* Exercise instructions: State how many lines in the listing below contain the word "property", and write nothing else.
== Supplied records
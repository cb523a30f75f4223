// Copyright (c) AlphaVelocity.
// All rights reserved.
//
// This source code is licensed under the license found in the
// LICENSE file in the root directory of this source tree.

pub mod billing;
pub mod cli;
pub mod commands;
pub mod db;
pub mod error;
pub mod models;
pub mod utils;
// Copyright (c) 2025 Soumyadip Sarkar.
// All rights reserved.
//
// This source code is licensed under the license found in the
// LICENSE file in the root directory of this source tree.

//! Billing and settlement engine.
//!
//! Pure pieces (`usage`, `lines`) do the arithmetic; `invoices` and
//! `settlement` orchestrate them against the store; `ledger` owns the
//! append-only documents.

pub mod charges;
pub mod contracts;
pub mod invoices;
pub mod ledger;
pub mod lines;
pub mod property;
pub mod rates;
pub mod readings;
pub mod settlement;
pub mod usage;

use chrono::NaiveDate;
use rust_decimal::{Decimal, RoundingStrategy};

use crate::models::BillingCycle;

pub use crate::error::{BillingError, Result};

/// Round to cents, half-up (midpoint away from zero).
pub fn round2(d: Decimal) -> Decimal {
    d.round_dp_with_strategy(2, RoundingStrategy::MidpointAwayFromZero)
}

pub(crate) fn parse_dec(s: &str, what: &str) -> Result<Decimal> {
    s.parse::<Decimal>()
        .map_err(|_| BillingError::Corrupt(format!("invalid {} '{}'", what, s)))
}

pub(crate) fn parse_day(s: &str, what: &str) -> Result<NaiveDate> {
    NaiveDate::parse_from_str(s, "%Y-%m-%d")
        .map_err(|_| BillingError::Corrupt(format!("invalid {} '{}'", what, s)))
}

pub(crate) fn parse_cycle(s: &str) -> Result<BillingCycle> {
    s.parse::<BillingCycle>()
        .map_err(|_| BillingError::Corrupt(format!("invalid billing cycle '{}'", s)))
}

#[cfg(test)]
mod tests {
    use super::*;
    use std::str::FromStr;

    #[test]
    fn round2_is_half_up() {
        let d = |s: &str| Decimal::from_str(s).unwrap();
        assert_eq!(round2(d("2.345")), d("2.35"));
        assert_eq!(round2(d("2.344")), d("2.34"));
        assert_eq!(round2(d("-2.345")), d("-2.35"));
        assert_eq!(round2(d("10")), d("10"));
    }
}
====
== Supplied records
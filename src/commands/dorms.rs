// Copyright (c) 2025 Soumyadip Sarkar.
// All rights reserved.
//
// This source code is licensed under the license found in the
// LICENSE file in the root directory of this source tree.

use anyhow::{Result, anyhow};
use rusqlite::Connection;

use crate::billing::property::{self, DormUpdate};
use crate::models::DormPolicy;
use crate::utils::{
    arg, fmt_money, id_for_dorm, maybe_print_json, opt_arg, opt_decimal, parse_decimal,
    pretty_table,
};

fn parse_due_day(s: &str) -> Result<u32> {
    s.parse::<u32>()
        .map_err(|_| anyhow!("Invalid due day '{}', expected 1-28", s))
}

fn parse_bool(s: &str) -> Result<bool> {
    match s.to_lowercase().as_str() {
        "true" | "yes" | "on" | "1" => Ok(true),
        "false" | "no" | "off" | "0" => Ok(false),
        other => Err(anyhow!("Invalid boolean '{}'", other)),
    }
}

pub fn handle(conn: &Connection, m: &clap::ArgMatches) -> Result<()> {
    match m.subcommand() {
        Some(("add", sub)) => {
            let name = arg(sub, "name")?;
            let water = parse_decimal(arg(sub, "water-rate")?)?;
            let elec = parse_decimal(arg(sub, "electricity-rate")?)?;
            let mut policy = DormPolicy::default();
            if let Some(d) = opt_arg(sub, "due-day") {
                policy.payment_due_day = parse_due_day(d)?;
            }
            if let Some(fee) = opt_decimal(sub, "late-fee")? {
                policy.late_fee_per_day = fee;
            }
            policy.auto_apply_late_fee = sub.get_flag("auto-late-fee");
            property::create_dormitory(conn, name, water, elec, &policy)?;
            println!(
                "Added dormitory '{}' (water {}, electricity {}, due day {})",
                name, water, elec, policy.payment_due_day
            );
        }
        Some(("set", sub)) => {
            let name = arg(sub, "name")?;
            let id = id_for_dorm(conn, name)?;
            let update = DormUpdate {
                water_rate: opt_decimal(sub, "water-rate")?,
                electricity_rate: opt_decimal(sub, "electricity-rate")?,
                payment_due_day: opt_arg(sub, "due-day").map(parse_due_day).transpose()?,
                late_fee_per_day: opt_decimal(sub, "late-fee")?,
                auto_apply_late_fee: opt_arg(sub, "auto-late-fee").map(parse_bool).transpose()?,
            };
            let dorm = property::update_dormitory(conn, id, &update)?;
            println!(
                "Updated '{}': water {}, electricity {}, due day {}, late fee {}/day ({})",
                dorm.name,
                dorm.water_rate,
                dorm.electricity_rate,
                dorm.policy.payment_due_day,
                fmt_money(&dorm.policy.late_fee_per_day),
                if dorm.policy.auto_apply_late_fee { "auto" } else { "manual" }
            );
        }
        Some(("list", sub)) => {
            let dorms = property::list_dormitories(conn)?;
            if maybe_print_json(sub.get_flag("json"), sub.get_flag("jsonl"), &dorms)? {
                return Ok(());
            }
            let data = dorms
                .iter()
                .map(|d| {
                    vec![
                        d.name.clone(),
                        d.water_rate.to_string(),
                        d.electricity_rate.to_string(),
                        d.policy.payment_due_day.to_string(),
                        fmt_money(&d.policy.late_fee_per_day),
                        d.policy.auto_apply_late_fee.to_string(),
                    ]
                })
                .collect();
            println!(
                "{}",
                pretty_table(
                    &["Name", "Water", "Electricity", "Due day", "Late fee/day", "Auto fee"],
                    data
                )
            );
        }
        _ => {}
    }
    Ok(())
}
====
== Supplied records
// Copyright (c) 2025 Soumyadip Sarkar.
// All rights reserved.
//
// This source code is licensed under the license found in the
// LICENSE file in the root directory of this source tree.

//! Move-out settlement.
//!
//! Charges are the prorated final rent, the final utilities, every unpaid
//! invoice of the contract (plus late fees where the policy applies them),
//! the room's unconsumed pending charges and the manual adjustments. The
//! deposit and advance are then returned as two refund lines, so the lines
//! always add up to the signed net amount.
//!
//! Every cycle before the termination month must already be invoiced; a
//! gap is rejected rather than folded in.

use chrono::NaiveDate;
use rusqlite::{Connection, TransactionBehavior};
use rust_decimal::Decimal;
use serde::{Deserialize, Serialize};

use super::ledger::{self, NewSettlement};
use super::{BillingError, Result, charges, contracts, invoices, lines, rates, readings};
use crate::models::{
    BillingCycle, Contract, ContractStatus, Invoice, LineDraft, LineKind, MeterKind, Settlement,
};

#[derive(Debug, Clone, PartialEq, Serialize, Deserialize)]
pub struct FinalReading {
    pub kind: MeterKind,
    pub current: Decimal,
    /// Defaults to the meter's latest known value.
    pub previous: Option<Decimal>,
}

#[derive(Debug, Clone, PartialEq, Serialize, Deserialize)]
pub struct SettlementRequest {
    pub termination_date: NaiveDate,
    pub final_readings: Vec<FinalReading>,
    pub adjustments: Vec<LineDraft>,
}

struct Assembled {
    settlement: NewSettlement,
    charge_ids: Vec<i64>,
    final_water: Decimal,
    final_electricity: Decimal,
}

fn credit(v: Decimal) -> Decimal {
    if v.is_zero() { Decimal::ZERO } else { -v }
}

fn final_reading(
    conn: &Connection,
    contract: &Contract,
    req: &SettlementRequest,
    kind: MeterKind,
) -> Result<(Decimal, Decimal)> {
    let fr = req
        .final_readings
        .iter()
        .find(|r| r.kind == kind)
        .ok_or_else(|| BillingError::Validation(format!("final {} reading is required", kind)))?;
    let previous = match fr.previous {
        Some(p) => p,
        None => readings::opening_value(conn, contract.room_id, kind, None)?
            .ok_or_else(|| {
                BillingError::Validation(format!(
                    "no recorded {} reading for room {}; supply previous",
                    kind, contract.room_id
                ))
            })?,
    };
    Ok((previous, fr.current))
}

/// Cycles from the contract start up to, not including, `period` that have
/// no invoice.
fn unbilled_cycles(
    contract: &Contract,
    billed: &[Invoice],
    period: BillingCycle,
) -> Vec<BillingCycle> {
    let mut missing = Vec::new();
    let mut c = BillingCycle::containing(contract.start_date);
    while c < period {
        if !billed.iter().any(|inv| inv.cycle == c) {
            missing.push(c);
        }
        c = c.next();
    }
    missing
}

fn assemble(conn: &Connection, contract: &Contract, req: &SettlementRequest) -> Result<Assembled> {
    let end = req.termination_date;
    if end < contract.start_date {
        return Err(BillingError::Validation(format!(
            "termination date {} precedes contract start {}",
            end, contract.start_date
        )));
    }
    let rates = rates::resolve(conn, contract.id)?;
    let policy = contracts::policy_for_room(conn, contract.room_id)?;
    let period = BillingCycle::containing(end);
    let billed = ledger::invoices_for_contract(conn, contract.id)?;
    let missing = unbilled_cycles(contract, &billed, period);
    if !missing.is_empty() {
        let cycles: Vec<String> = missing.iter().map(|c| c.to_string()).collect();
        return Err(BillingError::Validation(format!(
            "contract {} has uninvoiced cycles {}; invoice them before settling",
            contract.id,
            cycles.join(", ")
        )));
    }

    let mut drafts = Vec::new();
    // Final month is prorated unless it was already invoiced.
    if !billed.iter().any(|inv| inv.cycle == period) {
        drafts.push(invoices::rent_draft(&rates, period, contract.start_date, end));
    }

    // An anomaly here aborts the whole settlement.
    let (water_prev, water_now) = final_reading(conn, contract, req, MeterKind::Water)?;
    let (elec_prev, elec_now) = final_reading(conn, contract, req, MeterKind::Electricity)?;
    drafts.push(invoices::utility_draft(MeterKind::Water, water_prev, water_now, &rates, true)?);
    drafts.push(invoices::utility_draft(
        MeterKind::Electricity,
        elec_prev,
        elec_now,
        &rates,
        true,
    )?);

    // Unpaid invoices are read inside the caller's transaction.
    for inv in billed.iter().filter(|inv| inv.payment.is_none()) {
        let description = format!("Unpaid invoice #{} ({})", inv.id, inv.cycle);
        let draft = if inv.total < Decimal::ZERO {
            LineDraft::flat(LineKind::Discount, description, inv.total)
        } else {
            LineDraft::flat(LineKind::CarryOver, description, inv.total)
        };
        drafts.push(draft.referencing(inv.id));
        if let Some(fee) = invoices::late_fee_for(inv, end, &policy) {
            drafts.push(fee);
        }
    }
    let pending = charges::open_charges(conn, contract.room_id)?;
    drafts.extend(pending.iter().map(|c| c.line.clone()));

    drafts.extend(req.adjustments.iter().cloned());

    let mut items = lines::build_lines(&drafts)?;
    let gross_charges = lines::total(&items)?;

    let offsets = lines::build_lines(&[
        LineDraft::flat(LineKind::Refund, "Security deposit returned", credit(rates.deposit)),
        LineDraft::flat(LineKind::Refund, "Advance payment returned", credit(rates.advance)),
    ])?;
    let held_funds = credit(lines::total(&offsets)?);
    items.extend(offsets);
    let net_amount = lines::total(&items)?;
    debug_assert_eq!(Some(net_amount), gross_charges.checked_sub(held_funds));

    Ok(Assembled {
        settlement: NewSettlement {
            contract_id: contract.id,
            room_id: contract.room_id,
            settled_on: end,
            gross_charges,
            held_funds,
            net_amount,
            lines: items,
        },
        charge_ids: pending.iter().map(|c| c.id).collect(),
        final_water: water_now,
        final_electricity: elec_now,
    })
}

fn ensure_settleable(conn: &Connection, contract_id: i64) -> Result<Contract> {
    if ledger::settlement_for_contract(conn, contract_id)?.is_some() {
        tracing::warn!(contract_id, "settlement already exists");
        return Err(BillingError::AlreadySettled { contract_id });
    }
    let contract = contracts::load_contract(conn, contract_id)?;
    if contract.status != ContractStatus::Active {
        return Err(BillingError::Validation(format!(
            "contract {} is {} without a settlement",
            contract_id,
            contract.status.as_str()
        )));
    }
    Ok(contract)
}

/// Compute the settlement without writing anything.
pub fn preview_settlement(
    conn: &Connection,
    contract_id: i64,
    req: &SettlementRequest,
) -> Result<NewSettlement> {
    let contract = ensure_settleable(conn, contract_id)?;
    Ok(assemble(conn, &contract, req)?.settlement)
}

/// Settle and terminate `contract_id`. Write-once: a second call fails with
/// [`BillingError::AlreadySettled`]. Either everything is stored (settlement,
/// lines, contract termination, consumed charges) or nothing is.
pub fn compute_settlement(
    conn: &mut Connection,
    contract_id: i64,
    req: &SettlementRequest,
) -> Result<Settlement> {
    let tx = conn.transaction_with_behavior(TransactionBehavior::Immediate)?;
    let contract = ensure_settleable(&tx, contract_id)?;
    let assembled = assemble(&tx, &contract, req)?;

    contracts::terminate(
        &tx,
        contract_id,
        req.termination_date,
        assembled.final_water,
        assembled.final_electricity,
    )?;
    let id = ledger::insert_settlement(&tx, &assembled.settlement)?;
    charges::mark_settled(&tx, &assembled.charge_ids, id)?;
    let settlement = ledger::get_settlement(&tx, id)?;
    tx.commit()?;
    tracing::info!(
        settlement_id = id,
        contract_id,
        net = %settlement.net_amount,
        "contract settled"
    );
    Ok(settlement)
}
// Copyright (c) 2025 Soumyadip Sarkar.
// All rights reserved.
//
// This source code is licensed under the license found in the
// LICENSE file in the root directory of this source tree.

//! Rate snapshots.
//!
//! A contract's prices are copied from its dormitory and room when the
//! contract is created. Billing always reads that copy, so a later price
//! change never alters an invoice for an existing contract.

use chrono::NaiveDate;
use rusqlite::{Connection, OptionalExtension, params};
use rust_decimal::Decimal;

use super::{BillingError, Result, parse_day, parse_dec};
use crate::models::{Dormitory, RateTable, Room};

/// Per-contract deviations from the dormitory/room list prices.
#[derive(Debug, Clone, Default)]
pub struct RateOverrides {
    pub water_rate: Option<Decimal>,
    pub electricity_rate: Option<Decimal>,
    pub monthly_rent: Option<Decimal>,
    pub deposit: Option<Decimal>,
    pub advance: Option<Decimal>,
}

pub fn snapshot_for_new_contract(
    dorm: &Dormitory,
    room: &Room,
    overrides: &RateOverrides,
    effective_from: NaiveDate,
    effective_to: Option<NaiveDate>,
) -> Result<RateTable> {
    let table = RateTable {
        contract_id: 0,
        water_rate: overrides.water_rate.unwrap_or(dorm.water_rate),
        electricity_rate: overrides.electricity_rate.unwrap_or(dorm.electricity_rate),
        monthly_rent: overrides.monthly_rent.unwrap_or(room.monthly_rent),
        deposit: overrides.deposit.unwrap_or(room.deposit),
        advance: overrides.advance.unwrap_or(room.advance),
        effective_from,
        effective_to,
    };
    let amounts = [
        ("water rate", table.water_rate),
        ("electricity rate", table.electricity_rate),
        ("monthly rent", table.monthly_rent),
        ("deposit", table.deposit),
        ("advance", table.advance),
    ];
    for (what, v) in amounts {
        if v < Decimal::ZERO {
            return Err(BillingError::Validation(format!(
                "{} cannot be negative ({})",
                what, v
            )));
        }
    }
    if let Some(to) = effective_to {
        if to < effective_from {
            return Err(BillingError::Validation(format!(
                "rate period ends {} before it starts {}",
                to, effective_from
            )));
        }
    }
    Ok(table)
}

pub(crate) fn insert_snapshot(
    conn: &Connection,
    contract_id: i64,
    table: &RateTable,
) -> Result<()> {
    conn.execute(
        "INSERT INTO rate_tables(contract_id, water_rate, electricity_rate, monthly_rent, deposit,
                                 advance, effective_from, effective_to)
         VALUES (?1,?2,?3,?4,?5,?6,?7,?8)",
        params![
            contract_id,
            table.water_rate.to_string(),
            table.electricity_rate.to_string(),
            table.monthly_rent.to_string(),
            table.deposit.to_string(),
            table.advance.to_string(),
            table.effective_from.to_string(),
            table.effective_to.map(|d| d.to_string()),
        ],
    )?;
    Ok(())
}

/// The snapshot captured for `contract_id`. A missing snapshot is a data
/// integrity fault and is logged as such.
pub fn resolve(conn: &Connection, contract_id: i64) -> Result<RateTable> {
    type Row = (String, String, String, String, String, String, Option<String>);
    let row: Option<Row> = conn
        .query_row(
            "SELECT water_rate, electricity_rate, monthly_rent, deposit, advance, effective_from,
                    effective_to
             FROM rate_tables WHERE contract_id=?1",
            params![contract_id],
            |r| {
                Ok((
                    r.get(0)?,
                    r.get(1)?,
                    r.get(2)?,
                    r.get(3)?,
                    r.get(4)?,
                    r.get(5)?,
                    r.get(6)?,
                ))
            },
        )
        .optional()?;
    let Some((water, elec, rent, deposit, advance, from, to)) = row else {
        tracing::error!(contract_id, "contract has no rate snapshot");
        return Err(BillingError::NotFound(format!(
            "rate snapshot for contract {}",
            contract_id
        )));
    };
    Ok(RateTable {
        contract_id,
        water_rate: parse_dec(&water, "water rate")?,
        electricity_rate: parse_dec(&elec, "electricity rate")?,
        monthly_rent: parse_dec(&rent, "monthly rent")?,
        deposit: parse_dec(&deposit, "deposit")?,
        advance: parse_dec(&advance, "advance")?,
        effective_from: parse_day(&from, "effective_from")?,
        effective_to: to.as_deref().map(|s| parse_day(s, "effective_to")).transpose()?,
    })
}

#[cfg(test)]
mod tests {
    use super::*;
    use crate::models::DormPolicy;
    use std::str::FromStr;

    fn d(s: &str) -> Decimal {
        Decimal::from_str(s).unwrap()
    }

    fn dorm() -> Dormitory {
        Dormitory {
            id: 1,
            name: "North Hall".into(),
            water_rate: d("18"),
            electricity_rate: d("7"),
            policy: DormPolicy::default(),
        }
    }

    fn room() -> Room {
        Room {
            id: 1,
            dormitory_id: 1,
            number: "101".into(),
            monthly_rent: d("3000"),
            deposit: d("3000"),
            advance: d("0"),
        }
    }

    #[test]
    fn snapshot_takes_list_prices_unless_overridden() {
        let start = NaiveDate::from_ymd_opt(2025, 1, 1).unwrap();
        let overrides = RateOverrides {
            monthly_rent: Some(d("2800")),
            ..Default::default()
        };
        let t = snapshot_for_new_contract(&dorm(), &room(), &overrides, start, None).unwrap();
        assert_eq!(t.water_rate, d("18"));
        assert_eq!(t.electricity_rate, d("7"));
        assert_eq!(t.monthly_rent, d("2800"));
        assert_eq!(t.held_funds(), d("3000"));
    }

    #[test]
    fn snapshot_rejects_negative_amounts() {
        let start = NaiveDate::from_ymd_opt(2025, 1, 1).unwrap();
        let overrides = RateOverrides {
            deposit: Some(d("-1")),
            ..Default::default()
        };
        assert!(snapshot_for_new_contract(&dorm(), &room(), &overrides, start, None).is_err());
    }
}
====
* Finished exercise: 5